意識は釣りで盛り上がる二人に注ぎながら。
「センセンフコクしますね。」
「は…?」
せんせ…宣戦布告?
物騒だな5歳児?!
「大野さんは、ボクのパパになってもらいますから。」
はっ!???!!?
驚いて目を見開くと、侑李がにっこりと愛想よく笑う。
「和くんと潤くんばっかりずるいです。ボクだってカタオヤなんだから、大野さんに助けてもらいたいですもん。パパ、あんまり家事トクイじゃないし。
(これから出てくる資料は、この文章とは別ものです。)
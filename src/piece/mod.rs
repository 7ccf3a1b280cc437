//! Piece nodes
//! A single recorded edit operation tied to one line.

//! ## piece/ Invariants
//!
//! - A node is immutable once created.
//! - Offsets are character indices into the line text as it stands after
//!   every earlier active node of the same line has been replayed.
//! - `Insert.offset` is zero-based: the text lands before the character at `offset`.
//! - `Delete.offset` is one-past: the character at `offset - 1` is removed.
//! - A multi-character delete is N `Delete` nodes, never a ranged node.

use crate::line::LineId;
use crate::string_nav::{byte_offset, split_at_char};

/// Index of a node in the global log
pub type NodeIndex = usize;

#[derive(Debug, Clone, PartialEq, Eq)]
pub enum PieceNode {
    /// Splice `text` in before the character at `offset`, or append when
    /// `offset` is at or past the end of the line
    Insert {
        line: LineId,
        offset: usize,
        text: String,
    },
    /// Remove the single character immediately before `offset`
    Delete { line: LineId, offset: usize },
}

impl PieceNode {
    #[must_use]
    pub fn new_insertion(line: LineId, offset: usize, text: impl Into<String>) -> Self {
        PieceNode::Insert {
            line,
            offset,
            text: text.into(),
        }
    }

    #[must_use]
    pub fn new_deletion(line: LineId, offset: usize) -> Self {
        PieceNode::Delete { line, offset }
    }

    /// Line this node belongs to
    #[must_use]
    pub fn line(&self) -> LineId {
        match self {
            PieceNode::Insert { line, .. } | PieceNode::Delete { line, .. } => *line,
        }
    }

    #[must_use]
    pub fn offset(&self) -> usize {
        match self {
            PieceNode::Insert { offset, .. } | PieceNode::Delete { offset, .. } => *offset,
        }
    }

    #[must_use]
    pub fn is_insertion(&self) -> bool {
        matches!(self, PieceNode::Insert { .. })
    }

    /// Replay this node over `current`.
    ///
    /// A delete whose offset no longer addresses a character (possible after
    /// redoing a node over a line that changed since) leaves the text as is.
    pub fn apply(&self, current: &mut String) {
        match self {
            PieceNode::Insert { offset, text, .. } => {
                let (head, tail) = split_at_char(current, *offset);
                let mut spliced = String::with_capacity(current.len() + text.len());
                spliced.push_str(head);
                spliced.push_str(text);
                spliced.push_str(tail);
                *current = spliced;
            }
            PieceNode::Delete { offset, .. } => {
                if *offset == 0 {
                    return;
                }
                let start = byte_offset(current, offset - 1);
                let end = byte_offset(current, *offset);
                if let (Some(start), Some(end)) = (start, end) {
                    current.replace_range(start..end, "");
                }
            }
        }
    }
}
//! Lines
//! An immutable original snapshot plus the ordered list of active node
//! indices that apply to it.

//! ## line/ Invariants
//!
//! - `original` is never edited after construction.
//! - A line never owns nodes; it holds indices into the document's global log.
//! - Current text is derived on every read by replaying active nodes in the
//!   order they were attached to this line, never sorted by offset.
//! - `LineId` is stable for the lifetime of the line, whatever its position.

use crate::piece::{NodeIndex, PieceNode};
use crate::string_nav::{char_at, char_len};
use std::fmt;

/// Stable identity of a line inside one table
#[derive(Debug, Clone, Copy, PartialEq, Eq, Hash, PartialOrd, Ord)]
pub struct LineId(pub u64);

impl fmt::Display for LineId {
    fn fmt(&self, f: &mut fmt::Formatter<'_>) -> fmt::Result {
        write!(f, "L{}", self.0)
    }
}

#[derive(Debug, Clone, PartialEq, Eq)]
pub struct Line {
    id: LineId,
    original: String,
    active: Vec<NodeIndex>,
}

impl Line {
    #[must_use]
    pub fn new(id: LineId, original: impl Into<String>) -> Self {
        Line {
            id,
            original: original.into(),
            active: Vec::new(),
        }
    }

    #[must_use]
    pub fn id(&self) -> LineId {
        self.id
    }

    /// Snapshot the line was created from
    #[must_use]
    pub fn original(&self) -> &str {
        &self.original
    }

    /// Active node indices in replay order
    #[must_use]
    pub fn active_nodes(&self) -> &[NodeIndex] {
        &self.active
    }

    /// Record `node` at the end of `log` and mark it active for this line
    pub fn append_node(&mut self, node: PieceNode, log: &mut Vec<PieceNode>) -> NodeIndex {
        debug_assert_eq!(node.line(), self.id);
        let index = log.len();
        log.push(node);
        self.active.push(index);
        index
    }

    /// Drop `index` from the active set; returns false if it was not active
    pub(crate) fn deactivate(&mut self, index: NodeIndex) -> bool {
        match self.active.iter().rposition(|&i| i == index) {
            Some(pos) => {
                self.active.remove(pos);
                true
            }
            None => false,
        }
    }

    /// Mark an already-logged node active again, as the newest edit of this line
    pub(crate) fn reactivate(&mut self, index: NodeIndex) {
        self.active.push(index);
    }

    /// Replay the original snapshot through every active node
    #[must_use]
    pub fn text(&self, log: &[PieceNode]) -> String {
        let mut current = self.original.clone();
        for node in self.active.iter().filter_map(|&i| log.get(i)) {
            node.apply(&mut current);
        }
        current
    }

    /// Current length in code points
    #[must_use]
    pub fn length(&self, log: &[PieceNode]) -> usize {
        if self.active.is_empty() {
            return char_len(&self.original);
        }
        char_len(&self.text(log))
    }
}

/// Read-only view of a line bound to the log it replays from
#[derive(Debug, Clone, Copy)]
pub struct LineView<'a> {
    line: &'a Line,
    log: &'a [PieceNode],
}

impl<'a> LineView<'a> {
    pub(crate) fn new(line: &'a Line, log: &'a [PieceNode]) -> Self {
        LineView { line, log }
    }

    #[must_use]
    pub fn id(&self) -> LineId {
        self.line.id()
    }

    #[must_use]
    pub fn original(&self) -> &'a str {
        self.line.original()
    }

    #[must_use]
    pub fn text(&self) -> String {
        self.line.text(self.log)
    }

    #[must_use]
    pub fn length(&self) -> usize {
        self.line.length(self.log)
    }

    #[must_use]
    pub fn is_empty(&self) -> bool {
        self.length() == 0
    }

    #[must_use]
    pub fn char_at(&self, offset: usize) -> Option<char> {
        char_at(&self.text(), offset)
    }

    /// Number of active nodes replayed on every read
    #[must_use]
    pub fn edit_count(&self) -> usize {
        self.line.active_nodes().len()
    }
}

impl fmt::Display for LineView<'_> {
    fn fmt(&self, f: &mut fmt::Formatter<'_>) -> fmt::Result {
        write!(f, "{}", self.text())
    }
}

#[cfg(test)]
#[path = "tests.rs"]
mod tests;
パパも大野さんととーっても気が合うみたいだし、モンダイないですよね!だってサクライさん達、ただの『ヤトイヌシ』と『カセイフ』さんなんだから!というわけで、これからヨロシクおねがいしますね!」
「なっ…………」
何も返せず呆然とした俺を尻目に、侑李は加藤さんの方へたたっと駆け寄る。
「パパ、いとしの大野さんとおはなしできてよかったね!おかおあかいよ?」
「こ、こら侑李!すみません、ほんとこいつ…」
「んふふ、いえいえ。おうち暑かったですかね?換気扇回したんですけどご飯作ったばっかだからな~…」
に、鈍い!!
あまりの鈍さに侑李ですら眉顰めてるよ大野さん!!
「い、いえ…ではまた。夕食時にすみませんでした。」
「大野さん!こんど釣りいきましょーね!!」
「んふふ、はーい!」
「櫻井さん、大野さん、失礼致しました。」
閉まる瞬間、侑李が優越感に浸ったような顔で俺を見たのは見間違いではないはず…
ガチャリと閉まったドアにすかさず鍵とチェーンをした。
前言撤回しよう…
よく考えたら、下には小栗がいて、幼稚園には侑李と加藤さん、そして小瀧…
スーパーの大学生に、監禁ヤローに近所の飯たかりにくる先輩……
俺…
すっっっっっっっっげーーーーーーーーー前途多難な恋をしてるんじゃ………?
「櫻井さん、ご飯にしましょう?」
大野さんが持ったままのジャケットを手にふわりと笑う。(忘れてたごめんなさい)
きゅーんと胸が情けなくも締め付けられる。
「…大野さん。」
「はい?」
「俺、絶対……諦めませんから。」
「え…?」
「…何でもありません。手洗ってきますね。」
あーーーーーーーーーーーーーーーーーーーーー神様。
童貞脱出とこの恋愛成就、どっちの方が可能性が高いでしょうか…。